TO DO:
Each line of the records below that holds "image" should be returned.

EXERCISE DATA:
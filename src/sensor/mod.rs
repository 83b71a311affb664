//! Sensor modeling: quantum catch through a color filter mosaic, exposure
//! control, electronic noise, and detector characterization.

pub mod cfa;
pub mod characterize;
pub mod compute;
pub mod noise;

use ndarray::Array2;
use once_cell::sync::Lazy;
use serde::{Deserialize, Serialize};
use thiserror::Error;

use crate::spectral::{self, SpectralError};

pub use cfa::{CfaChannel, CfaError, CfaPattern};
pub use characterize::{dynamic_range_db, iso_speed_electrons, snr_curve, SNR_ISO_CRITERION};
pub use compute::{auto_exposure, compute};
pub use noise::DEFAULT_GAUSSIAN_SHOT_THRESHOLD;

/// Errors raised by the sensor stage.
#[derive(Debug, Error)]
pub enum SensorError {
    #[error("sensor samples {sensor} wavelengths but the optical image has {image}")]
    WavelengthMismatch { sensor: usize, image: usize },

    #[error("sensor is {sensor:?} pixels but the optical image is {image:?}")]
    SpatialMismatch {
        sensor: (usize, usize),
        image: (usize, usize),
    },

    #[error("quantum efficiency has {qe} samples but the wavelength vector has {wavelengths}")]
    QeLengthMismatch { qe: usize, wavelengths: usize },

    #[error(
        "channel filters are {filters:?} but {wavelengths} wavelengths and {channels} channels were given"
    )]
    FilterShapeMismatch {
        filters: (usize, usize),
        wavelengths: usize,
        channels: usize,
    },

    #[error("CFA tile of {tile} does not evenly divide the {rows}x{cols} pixel array")]
    CfaTileMismatch {
        tile: usize,
        rows: usize,
        cols: usize,
    },

    #[error("CFA references channel '{0}' missing from the sensor channel table")]
    UnknownCfaChannel(CfaChannel),

    #[error("exposure time must be positive, got {0} s")]
    NonPositiveExposure(f64),

    #[error("voltage swing must be positive, got {0} V")]
    NonPositiveSwing(f64),

    #[error("SNR target of {target} dB-equivalent is unreachable with PRNU of {prnu_sd}")]
    SnrUnreachable { target: f64, prnu_sd: f64 },

    #[error(transparent)]
    Cfa(#[from] CfaError),

    #[error(transparent)]
    Spectral(#[from] SpectralError),
}

/// Electronic noise and conversion parameters of a sensor.
#[derive(Debug, Clone, Serialize, Deserialize)]
pub struct NoiseParams {
    /// Master switch; when false the frame is the pure quantum catch plus
    /// the deterministic analog chain.
    pub enabled: bool,
    /// Volts per collected electron.
    pub conversion_gain_v_per_e: f64,
    /// Read noise RMS in electrons.
    pub read_noise_e: f64,
    /// Photo-response non-uniformity standard deviation (fraction of signal).
    pub prnu_sd: f64,
    /// Dark-signal non-uniformity standard deviation in volts.
    pub dsnu_sd_v: f64,
    /// Dark current in electrons per pixel per second.
    pub dark_current_e_per_s: f64,
    /// Saturation voltage.
    pub voltage_swing_v: f64,
    /// Deterministic analog gain applied to the whole frame.
    pub analog_gain: f64,
    /// Deterministic analog offset in volts.
    pub analog_offset_v: f64,
    /// Mean signal (electrons) at which shot noise switches from an exact
    /// Poisson redraw to the Gaussian approximation.
    pub gaussian_shot_threshold: f64,
}

impl Default for NoiseParams {
    fn default() -> Self {
        Self {
            enabled: true,
            conversion_gain_v_per_e: 1.0e-4,
            read_noise_e: 2.0,
            prnu_sd: 0.0,
            dsnu_sd_v: 0.0,
            dark_current_e_per_s: 0.0,
            voltage_swing_v: 1.0,
            analog_gain: 1.0,
            analog_offset_v: 0.0,
            gaussian_shot_threshold: noise::DEFAULT_GAUSSIAN_SHOT_THRESHOLD,
        }
    }
}

impl NoiseParams {
    /// Noise-free parameters for deterministic pipeline tests.
    pub fn disabled() -> Self {
        Self {
            enabled: false,
            read_noise_e: 0.0,
            ..Self::default()
        }
    }
}

/// Sensor configuration: geometry, spectral response, mosaic and noise.
#[derive(Debug, Clone)]
pub struct SensorConfig {
    pub rows: usize,
    pub cols: usize,
    pub exposure_time_s: f64,
    /// Mosaic tile; `None` means a monochrome sensor without filters.
    pub cfa: Option<CfaPattern>,
    /// Channel table; column `i` of `channel_filters` belongs to
    /// `channel_names[i]`.
    pub channel_names: Vec<CfaChannel>,
    /// Filter transmission spectra, `(n_wavelengths, n_channels)`.
    pub channel_filters: Array2<f64>,
    /// Detector quantum efficiency per wavelength.
    pub quantum_efficiency: Vec<f64>,
    pub wavelengths: Vec<f64>,
    pub noise: NoiseParams,
}

impl SensorConfig {
    /// Monochrome sensor without a mosaic.
    pub fn monochrome(
        rows: usize,
        cols: usize,
        wavelengths: Vec<f64>,
        quantum_efficiency: Vec<f64>,
        noise: NoiseParams,
    ) -> Result<Self, SensorError> {
        spectral::validate_wavelengths(&wavelengths)?;
        if quantum_efficiency.len() != wavelengths.len() {
            return Err(SensorError::QeLengthMismatch {
                qe: quantum_efficiency.len(),
                wavelengths: wavelengths.len(),
            });
        }
        Ok(Self {
            rows,
            cols,
            exposure_time_s: 0.01,
            cfa: None,
            channel_names: Vec::new(),
            channel_filters: Array2::zeros((wavelengths.len(), 0)),
            quantum_efficiency,
            wavelengths,
            noise,
        })
    }

    /// Attach a mosaic and its per-channel filter spectra.
    pub fn with_cfa(
        mut self,
        cfa: CfaPattern,
        channel_names: Vec<CfaChannel>,
        channel_filters: Array2<f64>,
    ) -> Result<Self, SensorError> {
        if channel_filters.dim() != (self.wavelengths.len(), channel_names.len()) {
            return Err(SensorError::FilterShapeMismatch {
                filters: channel_filters.dim(),
                wavelengths: self.wavelengths.len(),
                channels: channel_names.len(),
            });
        }
        if !cfa.tiles_evenly(self.rows, self.cols) {
            return Err(SensorError::CfaTileMismatch {
                tile: cfa.size(),
                rows: self.rows,
                cols: self.cols,
            });
        }
        for ch in cfa.channels() {
            if !channel_names.contains(&ch) {
                return Err(SensorError::UnknownCfaChannel(ch));
            }
        }
        self.cfa = Some(cfa);
        self.channel_names = channel_names;
        self.channel_filters = channel_filters;
        Ok(self)
    }

    pub fn with_exposure(mut self, exposure_time_s: f64) -> Self {
        self.exposure_time_s = exposure_time_s;
        self
    }

    /// Index of a channel in the channel table.
    pub fn channel_index(&self, channel: CfaChannel) -> Option<usize> {
        self.channel_names.iter().position(|&c| c == channel)
    }

    /// Resample the quantum efficiency and filter spectra onto a new
    /// wavelength grid, replacing the sensor's own sampling.
    pub fn resample_to(&mut self, wavelengths: &[f64]) -> Result<(), SensorError> {
        if spectral::grids_match(&self.wavelengths, wavelengths) {
            return Ok(());
        }
        let qe = spectral::resample(&self.wavelengths, &self.quantum_efficiency, wavelengths)?;

        let n_channels = self.channel_filters.dim().1;
        let mut filters = Array2::zeros((wavelengths.len(), n_channels));
        for c in 0..n_channels {
            let column: Vec<f64> = self.channel_filters.column(c).to_vec();
            let resampled = spectral::resample(&self.wavelengths, &column, wavelengths)?;
            for (i, v) in resampled.into_iter().enumerate() {
                filters[[i, c]] = v;
            }
        }

        self.quantum_efficiency = qe;
        self.channel_filters = filters;
        self.wavelengths = wavelengths.to_vec();
        Ok(())
    }
}

/// The realized voltage frame produced by one exposure.
///
/// Replaced wholesale by each [`compute`] call; never mutated in place.
#[derive(Debug, Clone)]
pub struct SensorFrame {
    pub voltage: Array2<f64>,
    pub exposure_time_s: f64,
}

impl SensorFrame {
    /// Pixels at or above the saturation voltage.
    pub fn saturation_mask(&self, voltage_swing_v: f64) -> Array2<bool> {
        self.voltage.mapv(|v| v >= voltage_swing_v)
    }
}

/// Reference sensor models.
pub mod models {
    use super::*;
    use ndarray::Array2;

    fn gaussian_bump(wavelength: f64, center: f64, width: f64) -> f64 {
        (-((wavelength - center) / width).powi(2)).exp()
    }

    /// 64x64 Bayer RGGB reference sensor: 400-700 nm sampled every 10 nm,
    /// smooth Gaussian channel filters, flat 60% QE.
    pub static BAYER_REFERENCE: Lazy<SensorConfig> = Lazy::new(|| {
        let wavelengths: Vec<f64> = (0..31).map(|i| 400.0 + 10.0 * i as f64).collect();
        let qe = vec![0.6; wavelengths.len()];

        let centers = [(620.0, 60.0), (530.0, 50.0), (460.0, 40.0)];
        let mut filters = Array2::zeros((wavelengths.len(), 3));
        for (i, &w) in wavelengths.iter().enumerate() {
            for (c, &(center, width)) in centers.iter().enumerate() {
                filters[[i, c]] = gaussian_bump(w, center, width);
            }
        }

        SensorConfig::monochrome(64, 64, wavelengths, qe, NoiseParams::default())
            .expect("reference sensor parameters are valid")
            .with_cfa(
                CfaPattern::rggb(),
                vec![CfaChannel::Red, CfaChannel::Green, CfaChannel::Blue],
                filters,
            )
            .expect("reference CFA tiles a 64x64 array")
    });

    /// 64x64 monochrome reference sensor with flat 80% QE.
    pub static MONOCHROME_REFERENCE: Lazy<SensorConfig> = Lazy::new(|| {
        let wavelengths: Vec<f64> = (0..31).map(|i| 400.0 + 10.0 * i as f64).collect();
        let qe = vec![0.8; wavelengths.len()];
        SensorConfig::monochrome(64, 64, wavelengths, qe, NoiseParams::default())
            .expect("reference sensor parameters are valid")
    });
}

TASK RESULT:
    #[error("sensor samples {sensor} wavelengths but the optical image has {image}")]
    WavelengthMismatch { sensor: usize, image: usize },
    #[error("sensor is {sensor:?} pixels but the optical image is {image:?}")]
        image: (usize, usize),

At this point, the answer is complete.